Wczoraj przeszliśmy z Ulubionym chrzest bojowy, więc mamy już z systemem „jakotakie” doświadczenie. Ulubiony przyszedł po mnie pod redakcję. Rowery wzięliśmy na stacji „Warecka róg Nowego Światu”. Jakoś poszło, choć najtrudniejsze jest zapamiętanie kodu do zamka. Rower nie tylko trzeba wypiąć z elektronicznego stojaka, ale jeszcze odpiąć zabiezpieczenie z zamkiem szyfrującym. Przejechaliśmy rowerami do Ronda Waszyngtona gdzie zostawiliśmy jej na stacji Stadion Narodowy. Wydawało mi się, że dokonałam zwrotu roweru. Zamek cos tam brzęknął, a z obejrzanego wcześniej filmu dowiedzialam się, że można wpiąć rower kołem w stojak, poczekać na sygnał i wszystko jest ok. Niestety po kilku godzinach dostałam maila, że moje konto zostało zablokowane i muszę je uzupełnić do 10 złotych. (Stan finansów na koncie nie może bowiem wynosić mniej niż dychę.) Z konta ubyło złotych cztery. Trochę mnie to zdumiało. Jechałam rowerem może kwadrans? Cóż się okazało. Najwyraźniej elektroniczny zamek stanowiska, w które wpinałam rower nie działał. Dlatego rower tak, jakby nie był zwrócony. No, ale miłe złego początki. Dziś postanowiłam znów skorzystać z Veturilo. Stacja rowerów jest w końcu prawie pod domem, bo na skrzyżowaniu Walecznych i Francuskiej. Wypożyczenie roweru poszło mi już sprawniej, mimo, że jakieś bydlę pomazało sprayem terminal. Coś tam jednak widziałam, więc udało się. Na stację na rogu Wareckiej i Nowego Światu dojechałam po dwudziestu minutach, więc za darmo. Rower oddałam bez problemu. Natomiast przy mnie problem ze zwrotem miał jakiś pan w garniturze i z teczką w ręku. Zwierzył mi się, że to nie pierwszy raz, gdy nie może oddać roweru. Poleciłam mu zadzwonić na infolinię.

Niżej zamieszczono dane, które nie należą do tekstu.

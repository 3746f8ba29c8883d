//! Infinite-scroll traversal.

use async_trait::async_trait;
use tracing::{debug, instrument};

use super::{StopReason, TraversalOutcome, TraversalStrategy};
use crate::config::ScrollSettings;
use crate::driver::PageDriver;
use crate::errors::Result;
use crate::extract::RecordExtractor;

/// Scrolls to the bottom until the document height stops changing, then
/// extracts the final page state once.
#[derive(Debug, Clone)]
pub struct InfiniteScroll {
    settings: ScrollSettings,
}

impl InfiniteScroll {
    /// Creates the strategy.
    #[must_use]
    pub fn new(settings: ScrollSettings) -> Self {
        Self { settings }
    }

    /// The scroll parameters.
    #[must_use]
    pub fn settings(&self) -> &ScrollSettings {
        &self.settings
    }

    /// Runs the scroll loop and returns the number of scrolls performed and
    /// why it stopped.
    async fn scroll_until_stable(&self, driver: &dyn PageDriver) -> Result<(u32, StopReason)> {
        let mut previous_height = 0_u64;
        let mut unchanged = 0_u32;

        for scroll in 1..=self.settings.max_scrolls {
            driver.scroll_to_bottom().await?;
            driver.wait_for_timeout(self.settings.pause).await;
            let height = driver.document_height().await?;

            if height == previous_height {
                unchanged += 1;
            } else {
                unchanged = 0;
            }
            previous_height = height;
            debug!(scroll, height, unchanged, "Scrolled");

            if unchanged >= self.settings.stop_after_unchanged {
                return Ok((scroll, StopReason::Stable));
            }
        }

        Ok((self.settings.max_scrolls, StopReason::MaxScrolls))
    }
}

#[async_trait]
impl TraversalStrategy for InfiniteScroll {
    fn name(&self) -> &'static str {
        "infinite_scroll"
    }

    #[instrument(skip_all, fields(max_scrolls = self.settings.max_scrolls))]
    async fn traverse(
        &self,
        driver: &dyn PageDriver,
        extractor: &RecordExtractor,
    ) -> Result<TraversalOutcome> {
        let (scrolls, stop) = self.scroll_until_stable(driver).await?;
        let records = extractor.extract(driver).await?;
        debug!(scrolls, stop = %stop, records = records.len(), "Infinite scroll finished");
        Ok(TraversalOutcome::new(records, scrolls, stop))
    }
}

#[cfg(test)]
mod tests {
    use super::*;
    use crate::testing::{company_schema, listing_page, CompanyCard, DriverCall, ScriptedDriver};
    use std::time::Duration;

    fn strategy(max_scrolls: u32, stop_after_unchanged: u32) -> InfiniteScroll {
        InfiniteScroll::new(ScrollSettings {
            max_scrolls,
            pause: Duration::from_millis(1200),
            stop_after_unchanged,
        })
    }

    fn loaded_driver(heights: &[u64]) -> ScriptedDriver {
        let driver = ScriptedDriver::new().with_heights(heights.iter().copied());
        driver.load_html(
            "https://site.test/",
            listing_page(&[CompanyCard::new("A"), CompanyCard::new("B")], None),
        );
        driver
    }

    #[tokio::test]
    async fn test_stops_once_height_is_stable() {
        // Baseline is 0, so the first 200 counts as growth and three more
        // equal reads are needed.
        let driver = loaded_driver(&[100, 200, 200, 200, 200, 300]);
        let extractor = RecordExtractor::new(company_schema());

        let outcome = strategy(50, 3).traverse(&driver, &extractor).await.unwrap();

        assert_eq!(outcome.stop, StopReason::Stable);
        assert_eq!(outcome.steps, 5);
        assert_eq!(driver.measured_heights(), vec![100, 200, 200, 200, 200]);
        assert_eq!(outcome.records.len(), 2);
    }

    #[tokio::test]
    async fn test_stops_at_max_scrolls() {
        let driver = loaded_driver(&[100, 200, 300, 400, 500]);
        let extractor = RecordExtractor::new(company_schema());

        let outcome = strategy(3, 3).traverse(&driver, &extractor).await.unwrap();

        assert_eq!(outcome.stop, StopReason::MaxScrolls);
        assert_eq!(outcome.steps, 3);
        assert_eq!(driver.measured_heights(), vec![100, 200, 300]);
    }

    #[tokio::test]
    async fn test_extracts_exactly_once_after_scrolling() {
        let driver = loaded_driver(&[100, 100, 100]);
        let extractor = RecordExtractor::new(company_schema());

        strategy(10, 2).traverse(&driver, &extractor).await.unwrap();

        assert_eq!(driver.query_all_count("div.card"), 1);
        let calls = driver.calls();
        assert_eq!(calls.last(), Some(&DriverCall::QueryAll("div.card".to_string())));
    }

    #[tokio::test]
    async fn test_each_scroll_waits_before_measuring() {
        let driver = loaded_driver(&[100, 100]);
        let extractor = RecordExtractor::new(company_schema());

        strategy(10, 1).traverse(&driver, &extractor).await.unwrap();

        let pause = Duration::from_millis(1200);
        assert_eq!(
            driver.calls()[..6],
            [
                DriverCall::ScrollToBottom,
                DriverCall::Wait(pause),
                DriverCall::MeasureHeight(100),
                DriverCall::ScrollToBottom,
                DriverCall::Wait(pause),
                DriverCall::MeasureHeight(100),
            ]
        );
    }

    #[tokio::test]
    async fn test_zero_scroll_budget_still_extracts() {
        let driver = loaded_driver(&[]);
        let extractor = RecordExtractor::new(company_schema());

        let outcome = strategy(0, 3).traverse(&driver, &extractor).await.unwrap();

        assert_eq!(outcome.steps, 0);
        assert_eq!(outcome.stop, StopReason::MaxScrolls);
        assert!(driver.measured_heights().is_empty());
        assert_eq!(outcome.records.len(), 2);
    }
}
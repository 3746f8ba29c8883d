//! Document fetching for the static page driver.

use async_trait::async_trait;
use serde::{Deserialize, Serialize};
use std::collections::HashMap;
use std::time::Duration;

use crate::errors::DriverError;

/// Result of a fetch operation.
#[derive(Debug, Clone)]
pub struct FetchResult {
    /// HTTP status code.
    pub status_code: u16,
    /// Response body as text.
    pub text: String,
    /// Final URL after redirects.
    pub final_url: String,
    /// Content type from headers.
    pub content_type: Option<String>,
    /// Time taken to fetch in milliseconds.
    pub duration_ms: f64,
}

impl FetchResult {
    /// A successful HTML response.
    #[must_use]
    pub fn html(url: impl Into<String>, text: impl Into<String>) -> Self {
        Self {
            status_code: 200,
            text: text.into(),
            final_url: url.into(),
            content_type: Some("text/html; charset=utf-8".to_string()),
            duration_ms: 0.0,
        }
    }

    /// Whether the fetch was successful (2xx status).
    #[must_use]
    pub fn is_success(&self) -> bool {
        (200..300).contains(&self.status_code)
    }
}

/// Protocol for retrieving documents.
#[async_trait]
pub trait Fetcher: Send + Sync {
    /// Fetches a URL and returns the result.
    ///
    /// Non-2xx responses are returned as results; transport failures are
    /// errors.
    async fn fetch(&self, url: &str) -> Result<FetchResult, DriverError>;
}

fn default_timeout() -> f64 {
    30.0
}

fn default_user_agent() -> String {
    concat!("siteharvest/", env!("CARGO_PKG_VERSION")).to_string()
}

/// Configuration for HTTP fetching.
#[derive(Debug, Clone, Serialize, Deserialize)]
pub struct FetchConfig {
    /// Request timeout in seconds.
    #[serde(default = "default_timeout")]
    pub timeout_seconds: f64,
    /// User agent string.
    #[serde(default = "default_user_agent")]
    pub user_agent: String,
    /// Additional headers to include.
    #[serde(default)]
    pub headers: HashMap<String, String>,
}

impl Default for FetchConfig {
    fn default() -> Self {
        Self {
            timeout_seconds: default_timeout(),
            user_agent: default_user_agent(),
            headers: HashMap::new(),
        }
    }
}

impl FetchConfig {
    /// Creates a new fetch configuration with defaults.
    #[must_use]
    pub fn new() -> Self {
        Self::default()
    }

    /// Sets the timeout.
    #[must_use]
    pub fn with_timeout(mut self, seconds: f64) -> Self {
        self.timeout_seconds = seconds;
        self
    }

    /// Sets the user agent.
    #[must_use]
    pub fn with_user_agent(mut self, user_agent: impl Into<String>) -> Self {
        self.user_agent = user_agent.into();
        self
    }

    /// Adds a header.
    #[must_use]
    pub fn with_header(mut self, key: impl Into<String>, value: impl Into<String>) -> Self {
        self.headers.insert(key.into(), value.into());
        self
    }

    /// Gets timeout as Duration.
    #[must_use]
    pub fn timeout(&self) -> Duration {
        Duration::from_secs_f64(self.timeout_seconds.max(0.0))
    }
}

/// HTTP fetcher backed by `reqwest`.
#[cfg(feature = "http")]
#[derive(Debug, Clone)]
pub struct ReqwestFetcher {
    client: reqwest::Client,
    config: FetchConfig,
}

#[cfg(feature = "http")]
impl ReqwestFetcher {
    /// Builds a client from `config`.
    pub fn new(config: FetchConfig) -> Result<Self, DriverError> {
        let mut headers = reqwest::header::HeaderMap::new();
        for (key, value) in &config.headers {
            let name = reqwest::header::HeaderName::from_bytes(key.as_bytes())
                .map_err(|err| DriverError::Http(format!("invalid header name {key}: {err}")))?;
            let value = reqwest::header::HeaderValue::from_str(value)
                .map_err(|err| DriverError::Http(format!("invalid header value for {key}: {err}")))?;
            headers.insert(name, value);
        }

        let client = reqwest::Client::builder()
            .timeout(config.timeout())
            .user_agent(config.user_agent.clone())
            .default_headers(headers)
            .build()
            .map_err(|err| DriverError::Http(err.to_string()))?;

        Ok(Self { client, config })
    }

    /// Gets the configuration.
    #[must_use]
    pub fn config(&self) -> &FetchConfig {
        &self.config
    }
}

#[cfg(feature = "http")]
#[async_trait]
impl Fetcher for ReqwestFetcher {
    async fn fetch(&self, url: &str) -> Result<FetchResult, DriverError> {
        let started = std::time::Instant::now();
        let response = self
            .client
            .get(url)
            .send()
            .await
            .map_err(|err| DriverError::Http(err.to_string()))?;

        let status_code = response.status().as_u16();
        let final_url = response.url().to_string();
        let content_type = response
            .headers()
            .get(reqwest::header::CONTENT_TYPE)
            .and_then(|v| v.to_str().ok())
            .map(ToString::to_string);
        let text = response
            .text()
            .await
            .map_err(|err| DriverError::Http(err.to_string()))?;

        Ok(FetchResult {
            status_code,
            text,
            final_url,
            content_type,
            duration_ms: started.elapsed().as_secs_f64() * 1000.0,
        })
    }
}

/// Serves documents from memory; unknown URLs answer 404.
#[derive(Debug, Clone, Default)]
pub struct StaticFetcher {
    pages: HashMap<String, String>,
}

impl StaticFetcher {
    /// Creates an empty fetcher.
    #[must_use]
    pub fn new() -> Self {
        Self::default()
    }

    /// Registers the document served for `url`.
    #[must_use]
    pub fn with_page(mut self, url: impl Into<String>, html: impl Into<String>) -> Self {
        self.pages.insert(url.into(), html.into());
        self
    }
}

#[async_trait]
impl Fetcher for StaticFetcher {
    async fn fetch(&self, url: &str) -> Result<FetchResult, DriverError> {
        Ok(match self.pages.get(url) {
            Some(html) => FetchResult::html(url, html.clone()),
            None => FetchResult {
                status_code: 404,
                text: String::new(),
                final_url: url.to_string(),
                content_type: None,
                duration_ms: 0.0,
            },
        })
    }
}

#[cfg(test)]
mod tests {
    use super::*;

    #[test]
    fn test_fetch_result_success_range() {
        let ok = FetchResult::html("https://example.com", "<html></html>");
        assert!(ok.is_success());

        let not_found = FetchResult {
            status_code: 404,
            ..ok
        };
        assert!(!not_found.is_success());
    }

    #[test]
    fn test_fetch_config_builder() {
        let config = FetchConfig::new()
            .with_timeout(5.0)
            .with_user_agent("bot/1.0")
            .with_header("Accept-Language", "en");

        assert_eq!(config.timeout(), Duration::from_secs(5));
        assert_eq!(config.user_agent, "bot/1.0");
        assert_eq!(config.headers.get("Accept-Language"), Some(&"en".to_string()));
        assert!(FetchConfig::default().user_agent.starts_with("siteharvest/"));
    }

    #[tokio::test]
    async fn test_static_fetcher() {
        let fetcher = StaticFetcher::new().with_page("https://a.test/", "<p>hi</p>");

        let hit = fetcher.fetch("https://a.test/").await.unwrap();
        assert_eq!(hit.status_code, 200);
        assert_eq!(hit.text, "<p>hi</p>");

        let miss = fetcher.fetch("https://a.test/missing").await.unwrap();
        assert_eq!(miss.status_code, 404);
    }

    #[cfg(feature = "http")]
    #[test]
    fn test_reqwest_fetcher_rejects_bad_header() {
        let config = FetchConfig::new().with_header("bad header", "x");
        assert!(matches!(ReqwestFetcher::new(config), Err(DriverError::Http(_))));
    }
}
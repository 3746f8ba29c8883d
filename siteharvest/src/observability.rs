//! Logging setup and timing helpers.

use std::time::Instant;
use tracing_subscriber::EnvFilter;

/// Filter used when `RUST_LOG` is unset.
pub const DEFAULT_FILTER: &str = "info";

/// Output format of the log subscriber.
#[derive(Debug, Clone, Copy, PartialEq, Eq, Default, clap::ValueEnum)]
pub enum LogFormat {
    /// Human-readable lines.
    #[default]
    Text,
    /// One JSON object per event.
    Json,
}

/// Installs the global `tracing` subscriber.
///
/// `RUST_LOG` takes precedence over `default_filter`. Fails if a global
/// subscriber is already installed.
pub fn init_tracing(default_filter: &str, format: LogFormat) -> anyhow::Result<()> {
    let filter = EnvFilter::try_from_default_env().or_else(|_| EnvFilter::try_new(default_filter))?;
    let builder = tracing_subscriber::fmt()
        .with_env_filter(filter)
        .with_target(false);

    match format {
        LogFormat::Text => builder.try_init(),
        LogFormat::Json => builder.json().try_init(),
    }
    .map_err(|err| anyhow::anyhow!("cannot install tracing subscriber: {err}"))
}

/// Measures wall-clock time of a named operation.
#[derive(Debug)]
pub struct SpanTimer {
    start: Instant,
    name: String,
}

impl SpanTimer {
    /// Starts a new timer.
    #[must_use]
    pub fn start(name: impl Into<String>) -> Self {
        Self {
            start: Instant::now(),
            name: name.into(),
        }
    }

    /// Returns the elapsed time in milliseconds.
    #[must_use]
    pub fn elapsed_ms(&self) -> f64 {
        self.start.elapsed().as_secs_f64() * 1000.0
    }

    /// Returns the operation name.
    #[must_use]
    pub fn name(&self) -> &str {
        &self.name
    }
}

#[cfg(test)]
mod tests {
    use super::*;

    #[test]
    fn test_span_timer() {
        let timer = SpanTimer::start("harvest");
        std::thread::sleep(std::time::Duration::from_millis(10));
        assert!(timer.elapsed_ms() >= 10.0);
        assert_eq!(timer.name(), "harvest");
    }
}
//! Extraction schema: item boundaries and per-field selectors.

use serde::{Deserialize, Serialize};
use std::collections::BTreeMap;

use crate::errors::ConfigurationError;

/// How to read one field out of an item element.
///
/// A bare string is a selector whose visible text is extracted. The
/// structured form can read an attribute instead. A missing or blank
/// selector always yields no value.
#[derive(Debug, Clone, PartialEq, Eq, Serialize, Deserialize)]
#[serde(untagged)]
pub enum FieldSpec {
    /// Extract the visible text of the first match.
    Text(String),
    /// Extract text or an attribute of the first match.
    Structured {
        /// Selector relative to the item element.
        #[serde(default)]
        selector: Option<String>,
        /// Attribute to read instead of text.
        #[serde(default, alias = "attribute", skip_serializing_if = "Option::is_none")]
        attr: Option<String>,
    },
}

impl FieldSpec {
    /// A text field.
    #[must_use]
    pub fn text(selector: impl Into<String>) -> Self {
        Self::Text(selector.into())
    }

    /// An attribute field.
    #[must_use]
    pub fn attribute(selector: impl Into<String>, attr: impl Into<String>) -> Self {
        Self::Structured {
            selector: Some(selector.into()),
            attr: Some(attr.into()),
        }
    }

    /// A structured field that reads text.
    #[must_use]
    pub fn structured_text(selector: impl Into<String>) -> Self {
        Self::Structured {
            selector: Some(selector.into()),
            attr: None,
        }
    }

    /// Selector to query. Missing and blank selectors are `None`.
    #[must_use]
    pub fn selector(&self) -> Option<&str> {
        let selector = match self {
            Self::Text(selector) => Some(selector.as_str()),
            Self::Structured { selector, .. } => selector.as_deref(),
        };
        selector.filter(|s| !s.trim().is_empty())
    }

    /// Attribute to read, if any. Blank names count as absent.
    #[must_use]
    pub fn attribute_name(&self) -> Option<&str> {
        match self {
            Self::Text(_) => None,
            Self::Structured { attr, .. } => attr.as_deref().filter(|a| !a.is_empty()),
        }
    }
}

impl From<&str> for FieldSpec {
    fn from(selector: &str) -> Self {
        Self::text(selector)
    }
}

/// Item selector plus the named fields read from every item.
#[derive(Debug, Clone, PartialEq, Eq, Serialize, Deserialize)]
pub struct ExtractionSchema {
    /// Selector matching one element per record.
    pub item_selector: String,
    /// Field name to spec; iteration order is the key order.
    #[serde(default)]
    pub fields: BTreeMap<String, FieldSpec>,
}

impl ExtractionSchema {
    /// Creates a schema with no fields.
    #[must_use]
    pub fn new(item_selector: impl Into<String>) -> Self {
        Self {
            item_selector: item_selector.into(),
            fields: BTreeMap::new(),
        }
    }

    /// Adds a field.
    #[must_use]
    pub fn with_field(mut self, name: impl Into<String>, spec: impl Into<FieldSpec>) -> Self {
        self.fields.insert(name.into(), spec.into());
        self
    }

    /// Rejects a schema without a usable item selector.
    pub fn validate(&self) -> Result<(), ConfigurationError> {
        if self.item_selector.trim().is_empty() {
            return Err(ConfigurationError::missing_selector("extraction.item_selector")
                .with_fix_hint("Set extraction.item_selector to a selector matching one element per item."));
        }
        Ok(())
    }
}
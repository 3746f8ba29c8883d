//! JSON lines output.

use std::fs::File;
use std::io::{BufWriter, Write};
use std::path::{Path, PathBuf};

use super::{ensure_parent_dir, RecordSink};
use crate::errors::SinkError;
use crate::extract::Record;

/// Writes one JSON object per record, keys in `columns` order.
pub fn write_json_lines<W: Write>(
    w: &mut W,
    columns: &[String],
    records: &[Record],
) -> Result<(), SinkError> {
    for record in records {
        let row: Record = columns
            .iter()
            .map(|column| (column.as_str(), record.get(column).map(ToString::to_string)))
            .collect();
        serde_json::to_writer(&mut *w, &row)?;
        writeln!(w)?;
    }
    Ok(())
}

/// Writes the table to a JSON lines file, replacing any previous content.
#[derive(Debug, Clone)]
pub struct JsonLinesSink {
    path: PathBuf,
}

impl JsonLinesSink {
    /// Creates a sink writing to `path`.
    #[must_use]
    pub fn new(path: impl Into<PathBuf>) -> Self {
        Self { path: path.into() }
    }

    /// The output file.
    #[must_use]
    pub fn path(&self) -> &Path {
        &self.path
    }
}

impl RecordSink for JsonLinesSink {
    fn write(&mut self, columns: &[String], records: &[Record]) -> Result<(), SinkError> {
        ensure_parent_dir(&self.path)?;
        let mut writer = BufWriter::new(File::create(&self.path)?);
        write_json_lines(&mut writer, columns, records)?;
        writer.flush()?;
        Ok(())
    }
}

#[cfg(test)]
mod tests {
    use super::*;

    #[test]
    fn test_one_object_per_line_in_column_order() {
        let records: Vec<Record> = vec![
            [("b", Some("2".to_string())), ("a", Some("1".to_string()))]
                .into_iter()
                .collect(),
            [("a", None)].into_iter().collect(),
        ];
        let columns = vec!["a".to_string(), "b".to_string()];

        let mut out = Vec::new();
        write_json_lines(&mut out, &columns, &records).unwrap();

        assert_eq!(
            String::from_utf8(out).unwrap(),
            "{\"a\":\"1\",\"b\":\"2\"}\n{\"a\":null,\"b\":null}\n"
        );
    }

    #[test]
    fn test_empty_table_writes_empty_file() {
        let dir = tempfile::tempdir().unwrap();
        let path = dir.path().join("out.jsonl");
        JsonLinesSink::new(&path).write(&["a".to_string()], &[]).unwrap();
        assert_eq!(std::fs::read_to_string(&path).unwrap(), "");
    }
}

W połowie dnia pobiegłam po odbiór sukienki do Mashy. (O tej sukience napiszę osobno! Obiecuję! Bo to jest dopiero dzieło!) Stwierdziłam, że skoro mam przejechać z Placu Powstańców w Aleje Solidarności koło kina Femina to pojadę znów Veturilo. Niestety przy stacji Metro Świętokrzyska był jeden rower, którego wzięcie było niemożliwe (to mi powiedział terminal), dlatego skorzystałam dopiero ze stacji przy Ogrodzie Saskim. Pod kino Femina dojechałam dosłownie w dziesięć minut i… tym razem ja miałam kłopot z oddaniem roweru. Gdy wpięłam rower w stojak usłyszałam charakterystyczny odgłos zamka. Niestety po podejściu do terminala nie zobaczyłam informacji, że rower został zwrócony. Wszystko dlatego, że jakiś facet podszedł wypożyczyć rower. Gdy potem próbowałam zwrócić pojazd naciskając przycisk zwrot terminal informował mnie, że nie mam takiej możliwości. Na Infolinię dodzwoniłam się po dwudziestu minutach. Na szczęście poinformowano mnie, że ta komenda oznacza, że rower już został zwrócony.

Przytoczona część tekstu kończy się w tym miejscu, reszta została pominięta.